Зефирина не поняла намека, ибо считала своего консула мужчиной весьма изрядных качеств; но маркиза приняла сторону Наис и рассмеялась.
– Вы чрезвычайно счастливы, сударь, – сказал Люсьену г-н де Пимантель, желавший найти повод назвать его де Рюбампре, после того как ранее назвал Шардоном. – Вы, верно, никогда не скучаете?
– А вы быстро работаете? – спросила Лолотта таким тоном, каким сказала бы столяру: «Как скоро вы можете смастерить ящик?».
Люсьен был ошеломлен таким предательским ударом, но он поднял голову, услышав веселый голос г-жи де Баржетон:
– Душа моя, поэзия не произрастает в голове господина де Рюбампре, как трава в наших дворах.
– Сударыня, – сказал епископ Лолотте, – безмерным должно быть наше уважение к благородным умам, озаренным сиянием лучей Господних. Поистине, поэзия – святое дело. Да, творить – это значит страдать.

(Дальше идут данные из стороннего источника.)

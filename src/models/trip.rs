//! Trip stops, as read from the route file and after enrichment

use super::{Coordinate, DetailedForecastRecord};
use chrono::NaiveDate;
use serde::{Deserialize, Serialize};
use std::fmt;

/// One planned location and date of an itinerary
#[derive(Debug, Clone, PartialEq, Serialize, Deserialize)]
pub struct TripStop {
    #[serde(rename = "City")]
    pub city: String,
    #[serde(rename = "Street")]
    pub street: String,
    #[serde(rename = "Date")]
    pub date: NaiveDate,
}

/// Stops in itinerary order
pub type TripTable = Vec<TripStop>;

/// A stop together with its position and the forecast for its date
#[derive(Debug, Clone, PartialEq)]
pub struct EnrichedStop {
    pub stop: TripStop,
    pub coordinate: Coordinate,
    pub forecast: DetailedForecastRecord,
}

/// Flat CSV representation of an [`EnrichedStop`]
#[derive(Debug, Serialize, Deserialize, PartialEq)]
pub struct EnrichedRow {
    #[serde(rename = "City")]
    pub city: String,
    #[serde(rename = "Street")]
    pub street: String,
    #[serde(rename = "Date")]
    pub date: NaiveDate,
    #[serde(rename = "Latitude")]
    pub latitude: f64,
    #[serde(rename = "Longitude")]
    pub longitude: f64,
    #[serde(rename = "Weathercode")]
    pub weather_code: Option<u8>,
    #[serde(rename = "Temp_max")]
    pub temperature_max: Option<f64>,
    #[serde(rename = "Temp_min")]
    pub temperature_min: Option<f64>,
    #[serde(rename = "Rain_sum")]
    pub rain_sum: Option<f64>,
    #[serde(rename = "Shower_sum")]
    pub showers_sum: Option<f64>,
    #[serde(rename = "Wind_speed_max")]
    pub wind_speed_max: Option<f64>,
}

impl From<&EnrichedStop> for EnrichedRow {
    fn from(enriched: &EnrichedStop) -> Self {
        Self {
            city: enriched.stop.city.clone(),
            street: enriched.stop.street.clone(),
            date: enriched.stop.date,
            latitude: enriched.coordinate.latitude(),
            longitude: enriched.coordinate.longitude(),
            weather_code: enriched.forecast.weather_code,
            temperature_max: enriched.forecast.temperature_max,
            temperature_min: enriched.forecast.temperature_min,
            rain_sum: enriched.forecast.rain_sum,
            showers_sum: enriched.forecast.showers_sum,
            wind_speed_max: enriched.forecast.wind_speed_max,
        }
    }
}

/// Result of the trip pipeline, one entry per input stop, same order
#[derive(Debug, Clone, Default, PartialEq)]
pub struct EnrichedTripTable {
    pub stops: Vec<EnrichedStop>,
}

impl EnrichedTripTable {
    #[must_use]
    pub fn len(&self) -> usize {
        self.stops.len()
    }

    #[must_use]
    pub fn is_empty(&self) -> bool {
        self.stops.is_empty()
    }

    /// Map center: midpoint of the first and last stop
    #[must_use]
    pub fn center(&self) -> Option<(f64, f64)> {
        let first = self.stops.first()?;
        let last = self.stops.last()?;
        Some(first.coordinate.midpoint(&last.coordinate))
    }

    pub fn rows(&self) -> impl Iterator<Item = EnrichedRow> + '_ {
        self.stops.iter().map(EnrichedRow::from)
    }
}

fn cell<T: fmt::Display>(value: Option<T>) -> String {
    value.map_or_else(|| "-".to_string(), |v| v.to_string())
}

impl fmt::Display for EnrichedTripTable {
    fn fmt(&self, f: &mut fmt::Formatter<'_>) -> fmt::Result {
        writeln!(
            f,
            "{:<3} {:<16} {:<16} {:<10} {:>8} {:>8} {:>5} {:>8} {:>8} {:>8} {:>10} {:>14}",
            "#",
            "City",
            "Street",
            "Date",
            "Latitude",
            "Longitude",
            "Code",
            "Temp_max",
            "Temp_min",
            "Rain_sum",
            "Shower_sum",
            "Wind_speed_max"
        )?;
        for (index, row) in self.rows().enumerate() {
            writeln!(
                f,
                "{:<3} {:<16} {:<16} {:<10} {:>8} {:>8} {:>5} {:>8} {:>8} {:>8} {:>10} {:>14}",
                index + 1,
                row.city,
                row.street,
                row.date.format("%Y-%m-%d").to_string(),
                row.latitude,
                row.longitude,
                cell(row.weather_code),
                cell(row.temperature_max),
                cell(row.temperature_min),
                cell(row.rain_sum),
                cell(row.showers_sum),
                cell(row.wind_speed_max)
            )?;
        }
        Ok(())
    }
}

#[cfg(test)]
mod tests {
    use super::*;

    fn enriched(city: &str, lat: f64, lon: f64) -> EnrichedStop {
        let date = NaiveDate::from_ymd_opt(2024, 7, 1).unwrap();
        EnrichedStop {
            stop: TripStop {
                city: city.to_string(),
                street: "Rynek".to_string(),
                date,
            },
            coordinate: Coordinate::new(lat, lon),
            forecast: DetailedForecastRecord {
                date,
                weather_code: Some(61),
                temperature_max: Some(24.1),
                temperature_min: Some(13.0),
                rain_sum: Some(2.5),
                showers_sum: None,
                wind_speed_max: Some(11.3),
            },
        }
    }

    #[test]
    fn test_center_uses_first_and_last() {
        let table = EnrichedTripTable {
            stops: vec![
                enriched("Wroclaw", 51.0, 17.0),
                enriched("Opole", 60.0, 30.0),
                enriched("Krakow", 50.0, 20.0),
            ],
        };
        assert_eq!(table.center(), Some((50.5, 18.5)));
        assert_eq!(EnrichedTripTable::default().center(), None);
    }

    #[test]
    fn test_row_flattening() {
        let row = EnrichedRow::from(&enriched("Wroclaw", 51.107, 17.038));
        assert_eq!(row.city, "Wroclaw");
        assert_eq!(row.latitude, 51.11);
        assert_eq!(row.weather_code, Some(61));
        assert_eq!(row.showers_sum, None);
    }

    #[test]
    fn test_table_display_marks_missing_values() {
        let table = EnrichedTripTable {
            stops: vec![enriched("Wroclaw", 51.0, 17.0)],
        };
        let rendered = table.to_string();
        assert!(rendered.lines().next().unwrap().contains("Shower_sum"));
        assert!(rendered.contains("Wroclaw"));
        assert!(rendered.contains(" - "));
    }
}
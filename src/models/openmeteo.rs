//! Wire types of the geocoding and Open-Meteo endpoints
//!
//! Responses arrive as raw `serde_json::Value` from the HTTP client and are
//! converted with `serde_json::from_value` once a caller needs typed access.

use serde::Deserialize;
use std::collections::HashMap;

/// One candidate of a geocoding search
#[derive(Debug, Deserialize)]
pub struct GeocodeCandidate {
    pub lat: Degrees,
    pub lon: Degrees,
    pub display_name: Option<String>,
}

/// The geocoder sends degrees as strings; accept numbers too
#[derive(Debug, Deserialize, Clone)]
#[serde(untagged)]
pub enum Degrees {
    Number(f64),
    Text(String),
}

impl Degrees {
    #[must_use]
    pub fn value(&self) -> Option<f64> {
        match self {
            Degrees::Number(v) => Some(*v),
            Degrees::Text(s) => s.trim().parse().ok(),
        }
    }
}

/// Response of an `hourly=` request
#[derive(Debug, Deserialize)]
pub struct HourlyResponse {
    pub hourly: HourlyData,
}

/// Parallel arrays: `time` plus one array per requested variable
#[derive(Debug, Deserialize)]
pub struct HourlyData {
    pub time: Vec<String>,
    #[serde(flatten)]
    pub values: HashMap<String, Vec<Option<f64>>>,
}

/// Response of a `daily=` request
#[derive(Debug, Deserialize)]
pub struct DailyResponse {
    pub daily: DailyData,
}

/// Daily weather data from Open-Meteo
#[derive(Debug, Deserialize)]
pub struct DailyData {
    pub time: Vec<String>,
    #[serde(rename = "weathercode", alias = "weather_code")]
    pub weather_code: Vec<Option<u8>>,
    #[serde(rename = "temperature_2m_max")]
    pub temperature_max: Vec<Option<f64>>,
    #[serde(rename = "temperature_2m_min")]
    pub temperature_min: Vec<Option<f64>>,
    pub rain_sum: Vec<Option<f64>>,
    #[serde(rename = "showers_sum")]
    pub showers_sum: Vec<Option<f64>>,
    #[serde(rename = "windspeed_10m_max", alias = "wind_speed_10m_max")]
    pub wind_speed_max: Vec<Option<f64>>,
}

/// Convert Open-Meteo weather code to human-readable description
#[must_use]
pub fn weather_code_to_description(code: u8) -> &'static str {
    match code {
        0 => "Clear sky",
        1 => "Mainly clear",
        2 => "Partly cloudy",
        3 => "Overcast",
        45 => "Fog",
        48 => "Depositing rime fog",
        51 => "Light drizzle",
        53 => "Moderate drizzle",
        55 => "Dense drizzle",
        56 => "Light freezing drizzle",
        57 => "Dense freezing drizzle",
        61 => "Slight rain",
        63 => "Moderate rain",
        65 => "Heavy rain",
        66 => "Light freezing rain",
        67 => "Heavy freezing rain",
        71 => "Slight snow fall",
        73 => "Moderate snow fall",
        75 => "Heavy snow fall",
        77 => "Snow grains",
        80 => "Slight rain showers",
        81 => "Moderate rain showers",
        82 => "Violent rain showers",
        85 => "Slight snow showers",
        86 => "Heavy snow showers",
        95 => "Thunderstorm",
        96 => "Thunderstorm with slight hail",
        99 => "Thunderstorm with heavy hail",
        _ => "Unknown",
    }
}
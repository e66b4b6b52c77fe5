//! Line chart of one or more forecast series, written as SVG
//!
//! Series are overlaid by position, not by timestamp, so that the same hour
//! of different years lines up. Tick labels are taken from the longest series
//! and drawn at 45 degrees, which plotters' font transforms cannot express,
//! so they are added to the rendered document directly.

use super::escape_html;
use crate::models::{ForecastDays, ForecastSeries};
use crate::{Result, TripcastError};
use plotters::prelude::*;
use std::fs;
use std::path::Path;
use tracing::info;

pub const CHART_SIZE: (u32, u32) = (1280, 720);
pub const MAX_X_LABELS: usize = 10;
pub const TICK_LABEL_ANGLE: i32 = 45;

/// Gap between the x axis and the start of a tick label, in pixels
const TICK_LABEL_OFFSET: i32 = 10;

/// Caption shown above the chart
#[must_use]
pub fn chart_title(days: ForecastDays, city: &str) -> String {
    format!("{days} days Forecast for {city}")
}

/// Y range covering every value of every series, padded by 10%
#[must_use]
pub fn y_range(series: &[ForecastSeries]) -> (f64, f64) {
    let bounds = series
        .iter()
        .filter_map(ForecastSeries::value_bounds)
        .reduce(|(a_min, a_max), (b_min, b_max)| (a_min.min(b_min), a_max.max(b_max)));

    match bounds {
        Some((min, max)) if (max - min).abs() > 1e-6 => {
            let padding = (max - min) * 0.1;
            (min - padding, max + padding)
        }
        Some((min, _)) => (min - 1.0, min + 1.0),
        None => (0.0, 1.0),
    }
}

/// Evenly spaced positions of at most `max` labels out of `len` samples
#[must_use]
pub fn tick_positions(len: usize, max: usize) -> Vec<usize> {
    if len == 0 || max == 0 {
        return Vec::new();
    }
    let step = len.div_ceil(max).max(1);
    (0..len).step_by(step).collect()
}

/// SVG text element for one tick label anchored at the axis point `(x, y)`
#[must_use]
pub fn rotated_label((x, y): (i32, i32), text: &str) -> String {
    let y = y + TICK_LABEL_OFFSET;
    format!(
        r##"<text x="{x}" y="{y}" font-family="sans-serif" font-size="12" fill="#000000" transform="rotate({TICK_LABEL_ANGLE}, {x}, {y})">{}</text>"##,
        escape_html(text)
    )
}

fn with_tick_labels(mut svg: String, anchors: &[((i32, i32), String)]) -> String {
    let labels: String = anchors
        .iter()
        .map(|(anchor, text)| rotated_label(*anchor, text))
        .collect();
    match svg.rfind("</svg>") {
        Some(end) => svg.insert_str(end, &labels),
        None => svg.push_str(&labels),
    }
    svg
}

/// Consecutive runs of present values, as (position, value) points
fn segments(series: &ForecastSeries) -> Vec<Vec<(f64, f64)>> {
    let mut segments = Vec::new();
    let mut current = Vec::new();
    for (index, (_, value)) in series.points.iter().enumerate() {
        match value {
            Some(v) => current.push((index as f64, *v)),
            None if !current.is_empty() => segments.push(std::mem::take(&mut current)),
            None => {}
        }
    }
    if !current.is_empty() {
        segments.push(current);
    }
    segments
}

fn render_err<E: std::fmt::Display>(err: E) -> TripcastError {
    TripcastError::render(err.to_string())
}

/// Draw all `series` on one chart and return the SVG document
pub fn render_svg(title: &str, series: &[ForecastSeries]) -> Result<String> {
    let longest = series
        .iter()
        .max_by_key(|s| s.len())
        .filter(|s| !s.is_empty())
        .ok_or_else(|| TripcastError::render("No data to plot"))?;

    let labels: Vec<&str> = longest.points.iter().map(|(time, _)| time.as_str()).collect();
    let x_end = (labels.len().saturating_sub(1)).max(1) as f64;
    let (y_start, y_end) = y_range(series);

    let mut svg = String::new();
    let anchors = {
        let root = SVGBackend::with_string(&mut svg, CHART_SIZE).into_drawing_area();
        root.fill(&WHITE).map_err(render_err)?;

        let mut chart = ChartBuilder::on(&root)
            .caption(title, ("sans-serif", 28))
            .margin(20)
            .x_label_area_size(140)
            .y_label_area_size(60)
            .build_cartesian_2d(0f64..x_end, y_start..y_end)
            .map_err(render_err)?;

        chart
            .configure_mesh()
            .x_desc("Time")
            .y_desc("Data")
            .x_labels(MAX_X_LABELS)
            .x_label_formatter(&|_: &f64| String::new())
            .light_line_style(BLACK.mix(0.1))
            .draw()
            .map_err(render_err)?;

        for (index, s) in series.iter().enumerate() {
            let color = Palette99::pick(index).mix(1.0);
            chart
                .draw_series(
                    segments(s)
                        .into_iter()
                        .map(move |points| PathElement::new(points, color.stroke_width(2))),
                )
                .map_err(render_err)?
                .label(s.label.clone())
                .legend(move |(x, y)| PathElement::new(vec![(x, y), (x + 20, y)], color.stroke_width(2)));
        }

        chart
            .configure_series_labels()
            .background_style(WHITE.mix(0.8))
            .border_style(BLACK)
            .draw()
            .map_err(render_err)?;

        let anchors: Vec<((i32, i32), String)> = tick_positions(labels.len(), MAX_X_LABELS)
            .into_iter()
            .map(|position| {
                (
                    chart.backend_coord(&(position as f64, y_start)),
                    labels[position].to_string(),
                )
            })
            .collect();

        root.present().map_err(render_err)?;
        anchors
    };

    Ok(with_tick_labels(svg, &anchors))
}

/// Draw all `series` on one chart and write it to `path`
pub fn render_chart(path: impl AsRef<Path>, title: &str, series: &[ForecastSeries]) -> Result<()> {
    let path = path.as_ref();
    let svg = render_svg(title, series)?;
    fs::write(path, svg)?;
    info!("Chart saved to {}", path.display());
    Ok(())
}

Скольких бессонных ночей стоили строфы, которыми вы только что восхищались! Почтите поэта своей любовью; чаще всего он несчастен в жизни, но Всевышним ему, без сомнения, уготовано место на небесах среди пророков. Этот юноша – поэт, – прибавил он, возлагая руку на голову Люсьена. – Неужто вы не видите на его прекрасном челе печати высокой судьбы?
Обрадованный столь благородным заступничеством, Люсьен поблагодарил епископа нежным взглядом, не ведая, что достойный прелат скоро станет его палачом.
Госпожа Баржетон метала во вражеский стан торжествующие взгляды, которые, точно копья, вонзались в сердца ее соперниц, разжигая их ярость.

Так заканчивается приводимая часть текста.